Energy Secretary Sharon Garin earlier estimated that ramping up coal-fired generation could temper the price hike by about P2 per kilowatt-hour.
“Coal is often seen as a fallback during energy crises, but data shows it is neither cheap nor stable,” said Amy Kong, author of the latest ZCA report.
Dubai crude, a pricing benchmark for crude oil in the Asia-Pacific market, closed at $100.75 a barrel on April 10, easing slightly but remaining elevated amid the fragile ceasefire in the Middle East.
Amid higher oil and gas prices, ZCA said fuel switching could push coal prices higher. Based on Newcastle coal futures, coal prices reached as high as $146.25 per metric ton on March 30.
“Fuel switching may offer short-term relief, but it ultimately locks countries into higher costs and greater exposure to global price shocks,” Kong said.
The Philippines is among the Southeast Asian countries with the highest electricity rates.
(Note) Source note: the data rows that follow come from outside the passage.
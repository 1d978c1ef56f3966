//! # neris-logging
//!
//! `tracing` subscriber setup for binaries and in-memory log capture for
//! tests.
//!
//! Library crates only emit events. Debug records from the gateway and the
//! token endpoint use the [`DEBUG_TARGET`] target so they can be filtered
//! independently (`RUST_LOG=neris::debug=info`).

#![deny(unsafe_code)]

pub mod capture;

pub use capture::{CapturedEvent, CapturedLogs, capture_logs};

/// Target used for structured request/response debug records.
pub const DEBUG_TARGET: &str = "neris::debug";

/// Initialize the global subscriber with compact, human-readable stderr
/// output.
///
/// `RUST_LOG` takes precedence over `level`. Subsequent calls are no-ops.
pub fn init_subscriber(level: &str) {
    use tracing_subscriber::EnvFilter;

    let filter = EnvFilter::try_from_default_env().unwrap_or_else(|_| EnvFilter::new(level));

    let subscriber = tracing_subscriber::fmt()
        .with_env_filter(filter)
        .with_target(true)
        .with_writer(std::io::stderr)
        .compact();

    // try_init fails if a global subscriber is already set
    let _ = subscriber.try_init();
}

/// Initialize the global subscriber with one JSON object per line on stderr.
pub fn init_json_subscriber(level: &str) {
    use tracing_subscriber::EnvFilter;

    let filter = EnvFilter::try_from_default_env().unwrap_or_else(|_| EnvFilter::new(level));

    let subscriber = tracing_subscriber::fmt()
        .with_env_filter(filter)
        .with_writer(std::io::stderr)
        .json()
        .flatten_event(true);

    let _ = subscriber.try_init();
}

// ─────────────────────────────────────────────────────────────────────────────
// Tests
// ─────────────────────────────────────────────────────────────────────────────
It also has one of the region’s most coal-dependent power grids, with coal accounting for over 60 percent of its energy mix.
On the supply side, the Philippines relies heavily on Indonesia, which supplies roughly 98 percent of its coal imports.
This has sharpened attention on renewable energy, particularly solar power, as a cheaper and more secure option to shield the Philippines and its ASEAN neighbors from global shockwaves.
“Once you account for the full costs of coal, the economic case for renewables becomes overwhelming,” Kong added. “Energy security in Southeast Asia will not come from switching between fossil fuels; it will come from reducing dependence on them altogether.”
Under the Philippine Energy Plan, the government aims to scale up the share of renewables in the power mix to 35 percent by 2030 from the current 25 percent.